Atlanta City Councilman Amir Farokhi speaks during a work session. Farokhi is pushing a ban of plastics at Atlanta city buildings and the airport. BOB ANDRES /BANDRES@AJC.COM
Photo: The Atlanta Journal-Constitution

If passed by an additional committee and the full council Monday, the ban would take effect on or before Dec. 31, 2020, and apply to city-run Hartsfield-Jackson International Airport, where a number of airport restaurant contracts are set to be rebid. Hartsfield-Jackson already has some requirements for airport restaurants to use compostable materials.

Concessions contracts struck before the effective date would not fall under the ban, and some contracts are up to 10 years long — meaning a city ban may not be fully enforced at the airport for years.

Farokhi said the ordinance is intended to make the change over the long term. “This is ultimately about the city doing its part to reduce demand for non-renewable resources,” he said.

The proposed city ordinance would leave specifics on what plastic items are prohibited up to the city’s chief resilience officer, who would write the actual regulations and define the “non-compostable single-use serviceware” to be banned.
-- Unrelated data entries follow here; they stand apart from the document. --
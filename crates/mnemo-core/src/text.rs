//! Text sanitization applied before chunking and embedding.
//!
//! Embedding models handle plain ASCII punctuation far better than math
//! notation or typographic variants, and control characters occasionally
//! make providers reject the whole request.

use unicode_normalization::UnicodeNormalization;

/// Normalize text for embedding.
///
/// Steps, in order:
/// 1. Line endings to `\n`
/// 2. Unicode NFKC (folds sub/superscripts, ligatures, full-width forms)
/// 3. Math symbols, Greek letters, arrows and typographic punctuation to
///    ASCII equivalents
/// 4. Non-printable characters to a space
/// 5. Collapse horizontal whitespace and trim each line
/// 6. Collapse 3+ newlines to two, trim the whole text
///
/// The function is idempotent.
pub fn sanitize_text(text: &str) -> String {
    let unified = text.replace("\r\n", "\n").replace('\r', "\n");
    let normalized: String = unified.nfkc().collect();

    let mut mapped = String::with_capacity(normalized.len());
    let mut after_mapped = false;
    for c in normalized.chars() {
        if after_mapped && is_combining_mark(c) {
            continue;
        }
        after_mapped = false;
        if let Some(replacement) = ascii_equivalent(c) {
            mapped.push_str(replacement);
            after_mapped = true;
        } else if c == '\n' || c == '\t' {
            mapped.push(c);
        } else if c.is_control() || is_invisible(c) {
            mapped.push(' ');
        } else {
            mapped.push(c);
        }
    }

    let mut out = String::with_capacity(mapped.len());
    let mut blank_run = 0usize;
    for line in mapped.split('\n') {
        let collapsed = line.split_whitespace().collect::<Vec<_>>().join(" ");
        if collapsed.is_empty() {
            blank_run += 1;
            if blank_run > 1 {
                continue;
            }
        } else {
            blank_run = 0;
        }
        out.push_str(&collapsed);
        out.push('\n');
    }

    out.trim().to_string()
}

fn is_combining_mark(c: char) -> bool {
    matches!(c, '\u{0300}'..='\u{036F}' | '\u{20D0}'..='\u{20FF}')
}

/// Format characters that render as nothing.
fn is_invisible(c: char) -> bool {
    matches!(
        c,
        '\u{00AD}'
            | '\u{200B}'..='\u{200F}'
            | '\u{2028}'..='\u{202E}'
            | '\u{2060}'..='\u{2064}'
            | '\u{FEFF}'
    )
}

fn ascii_equivalent(c: char) -> Option<&'static str> {
    let s = match c {
        // Greek lowercase
        'α' => "alpha",
        'β' => "beta",
        'γ' => "gamma",
        'δ' => "delta",
        'ε' => "epsilon",
        'ζ' => "zeta",
        'η' => "eta",
        'θ' => "theta",
        'ι' => "iota",
        'κ' => "kappa",
        'λ' => "lambda",
        'μ' => "mu",
        'ν' => "nu",
        'ξ' => "xi",
        'ο' => "omicron",
        'π' => "pi",
        'ρ' => "rho",
        'σ' | 'ς' => "sigma",
        'τ' => "tau",
        'υ' => "upsilon",
        'φ' => "phi",
        'χ' => "chi",
        'ψ' => "psi",
        'ω' => "omega",
        // Greek uppercase
        'Α' => "Alpha",
        'Β' => "Beta",
        'Γ' => "Gamma",
        'Δ' => "Delta",
        'Ε' => "Epsilon",
        'Ζ' => "Zeta",
        'Η' => "Eta",
        'Θ' => "Theta",
        'Ι' => "Iota",
        'Κ' => "Kappa",
        'Λ' => "Lambda",
        'Μ' => "Mu",
        'Ν' => "Nu",
        'Ξ' => "Xi",
        'Ο' => "Omicron",
        'Π' => "Pi",
        'Ρ' => "Rho",
        'Σ' => "Sigma",
        'Τ' => "Tau",
        'Υ' => "Upsilon",
        'Φ' => "Phi",
        'Χ' => "Chi",
        'Ψ' => "Psi",
        'Ω' => "Omega",
        // Math
        '≤' => "<=",
        '≥' => ">=",
        '≠' => "!=",
        '≈' => "~=",
        '≡' => "==",
        '±' => "+/-",
        '×' => "x",
        '÷' => "/",
        '·' | '⋅' => "*",
        '−' => "-",
        '∞' => "infinity",
        '√' => "sqrt",
        '∑' => "sum",
        '∏' => "prod",
        '∫' => "integral",
        '∂' => "d",
        '∇' => "nabla",
        '∈' => "in",
        '∉' => "not in",
        '∀' => "for all",
        '∃' => "exists",
        '∅' => "empty set",
        '∩' => "intersect",
        '∪' => "union",
        '°' => " degrees",
        // Arrows
        '→' => "->",
        '←' => "<-",
        '↔' => "<->",
        '⇒' => "=>",
        '⇐' => "<=",
        '⇔' => "<=>",
        '↑' => "^",
        '↓' => "v",
        // Typography
        '‘' | '’' | '‚' | '′' => "'",
        '“' | '”' | '„' | '″' => "\"",
        '–' | '—' | '‒' | '―' => "-",
        '•' | '◦' | '▪' => "*",
        '…' => "...",
        _ => return None,
    };
    Some(s)
}

#[cfg(test)]
mod tests {
    use super::*;

    #[test]
    fn test_sanitize_empty() {
        assert_eq!(sanitize_text(""), "");
        assert_eq!(sanitize_text("  \n\n  "), "");
    }

    #[test]
    fn test_sanitize_collapses_horizontal_whitespace() {
        assert_eq!(sanitize_text("buy   milk \t and  eggs"), "buy milk and eggs");
    }

    #[test]
    fn test_sanitize_collapses_blank_lines() {
        assert_eq!(sanitize_text("one\n\n\n\ntwo"), "one\n\ntwo");
        assert_eq!(sanitize_text("one\n\ntwo"), "one\n\ntwo");
        assert_eq!(sanitize_text("one\n  \n \t\n\ntwo"), "one\n\ntwo");
    }

    #[test]
    fn test_sanitize_windows_line_endings() {
        assert_eq!(sanitize_text("a\r\nb\rc"), "a\nb\nc");
    }

    #[test]
    fn test_sanitize_math_symbols() {
        assert_eq!(sanitize_text("x ≤ 5 and y ≥ 3"), "x <= 5 and y >= 3");
        assert_eq!(sanitize_text("a ≠ b ± c"), "a != b +/- c");
        assert_eq!(sanitize_text("∑ over ∞"), "sum over infinity");
    }

    #[test]
    fn test_sanitize_greek_letters() {
        assert_eq!(sanitize_text("α + β = γ"), "alpha + beta = gamma");
        assert_eq!(sanitize_text("Ω"), "Omega");
    }

    #[test]
    fn test_sanitize_arrows() {
        assert_eq!(sanitize_text("a → b ⇒ c"), "a -> b => c");
    }

    #[test]
    fn test_sanitize_superscripts_via_nfkc() {
        assert_eq!(sanitize_text("x² + y³"), "x2 + y3");
        assert_eq!(sanitize_text("H₂O"), "H2O");
    }

    #[test]
    fn test_sanitize_ligatures_and_fullwidth() {
        assert_eq!(sanitize_text("ﬁle"), "file");
        assert_eq!(sanitize_text("ＡＢＣ"), "ABC");
    }

    #[test]
    fn test_sanitize_smart_punctuation() {
        assert_eq!(sanitize_text("“quoted” – it’s…"), "\"quoted\" - it's...");
    }

    #[test]
    fn test_sanitize_control_characters_become_space() {
        assert_eq!(sanitize_text("a\u{0007}b"), "a b");
        assert_eq!(sanitize_text("zero\u{200B}width"), "zero width");
        assert_eq!(sanitize_text("\u{FEFF}bom"), "bom");
    }

    #[test]
    fn test_sanitize_keeps_accented_letters() {
        assert_eq!(sanitize_text("café résumé"), "café résumé");
    }

    #[test]
    fn test_sanitize_is_idempotent() {
        let inputs = [
            "  Hello\r\n\r\n\r\nWorld  ",
            "x² ≤ ∞ → α\u{0007}",
            "“Smart” quotes — and\u{200B}dashes…",
            "tabs\t\tand   spaces\n\n\n\n\nend",
            "ﬁnal ＡＢＣ ½",
        ];
        for input in inputs {
            let once = sanitize_text(input);
            assert_eq!(sanitize_text(&once), once, "not idempotent for {:?}", input);
        }
    }
}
It’s yet to be seen, for example, whether that would include plastic forks.

CONTRIBUTED
Photo: The Atlanta Journal-Constitution

An earlier version of legislation was introduced in August, but was put on hold for months as officials worked through complications of the ban and its ramifications.

The exemption for current city contracts in the new version developed by Farokhi and council member Carla Smith is aimed at preventing the city from being sued or incurring costs for adding new restrictions to existing contracts.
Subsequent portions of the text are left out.